Tuesday, November 10, 2009

SICK OF HAPPINESS I

“So I am a public agent and don't know who I work for, get my instructions from street signs,newspapers and pieces of conversation I snap out of the air the way a vulture will tear entrails from other mouths.” – William Burroughs, Soft Machine

Public agent, public rememberer, public confessor, a comedian of all trades in the artificial paradise. Like all comedians, a great weaver of routines. Self conscious routines are the keynote of the artificial paradise – industrially organized, or privately obsessive. The ritual, here, is quietly put to death in somebody’s kennel. All of which takes us to later threads. Still, one can go from De Quincey’s frenzied style, undercutting itself at all turns – which casts up texts concerning the connoisseurs of murder, the company of women in Suspira, the murder of Kant – with Burrough’s great period, from Junkie to Soft Machine, and see a community of spirit, peering through a dilated eye.
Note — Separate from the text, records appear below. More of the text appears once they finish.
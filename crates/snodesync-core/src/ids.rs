use crate::error::CoreError;
use serde::{Deserialize, Serialize};
use std::fmt::{Display, Formatter};

/// Prefix carried by account keys on the wire in front of the x25519 key.
pub const ACCOUNT_KEY_PREFIX: &str = "05";

const COMMUNITY_ID_SEPARATOR: char = '@';

#[derive(Clone, Debug, PartialEq, Eq, Hash, PartialOrd, Ord, Serialize, Deserialize)]
#[serde(transparent)]
pub struct AccountKey {
    value: String,
}

impl AccountKey {
    /// Accepts either a bare 64 char x25519 hex key or the 66 char prefixed form.
    pub fn from_hex(hex_str: &str) -> Option<Self> {
        let trimmed = hex_str.trim().to_lowercase();
        let body = match trimmed.len() {
            66 if trimmed.starts_with(ACCOUNT_KEY_PREFIX) => &trimmed[2..],
            64 => trimmed.as_str(),
            _ => return None,
        };
        if hex::decode(body).is_err() {
            return None;
        }
        Some(Self { value: trimmed })
    }

    pub fn as_str(&self) -> &str {
        &self.value
    }

    /// Raw x25519 public key bytes, without the account prefix.
    pub fn x25519_bytes(&self) -> Option<[u8; 32]> {
        let body = if self.value.len() == 66 {
            &self.value[2..]
        } else {
            self.value.as_str()
        };
        let bytes = hex::decode(body).ok()?;
        bytes.try_into().ok()
    }
}

impl Display for AccountKey {
    fn fmt(&self, f: &mut Formatter<'_>) -> std::fmt::Result {
        write!(f, "{}", self.value)
    }
}

/// Conversation id of a community room. Stable for any casing of the room
/// or trailing slashes on the server url.
pub fn community_conversation_id(base_url: &str, room: &str) -> Result<String, CoreError> {
    let base = base_url.trim().trim_end_matches('/').to_lowercase();
    let room = room.trim().to_lowercase();
    if base.is_empty() || room.is_empty() {
        return Err(CoreError::Validation("community_id".to_string()));
    }
    if !(base.starts_with("http://") || base.starts_with("https://")) {
        return Err(CoreError::Validation("community_url".to_string()));
    }
    Ok(format!("{}{}{}", room, COMMUNITY_ID_SEPARATOR, base))
}

#[derive(Clone, Debug, PartialEq, Eq)]
pub struct OpenGroupRoom {
    pub server_url: String,
    pub room_id: String,
    pub server_public_key: String,
}

/// Parses `https://host[:port]/room?public_key=<64 hex>`.
pub fn parse_open_group_url(url: &str) -> Option<OpenGroupRoom> {
    let trimmed = url.trim();
    let (location, query) = trimmed.split_once('?')?;
    let public_key = query
        .split('&')
        .find_map(|pair| pair.strip_prefix("public_key="))?
        .to_lowercase();
    if public_key.len() != 64 || hex::decode(&public_key).is_err() {
        return None;
    }
    let (server_url, room_id) = location.trim_end_matches('/').rsplit_once('/')?;
    if !(server_url.starts_with("http://") || server_url.starts_with("https://")) {
        return None;
    }
    if room_id.is_empty() || server_url.ends_with(':') || server_url.ends_with('/') {
        return None;
    }
    Some(OpenGroupRoom {
        server_url: server_url.to_string(),
        room_id: room_id.to_string(),
        server_public_key: public_key,
    })
}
As we orbiters expect and dread – our training at the instrument panel has not been in vain! - the pharmakon here must find its mate in writing – writing as the internal relation of the subject to the world, in radical dissymmetry with writing as the world’s original poison. In the palimpset section of Suspira de profundis, we have an elaboration of that old image, but rebooted in terms of the phial of instant happiness. Remember, remember – it is the junkie’s special place and fate to be literally sick of happiness.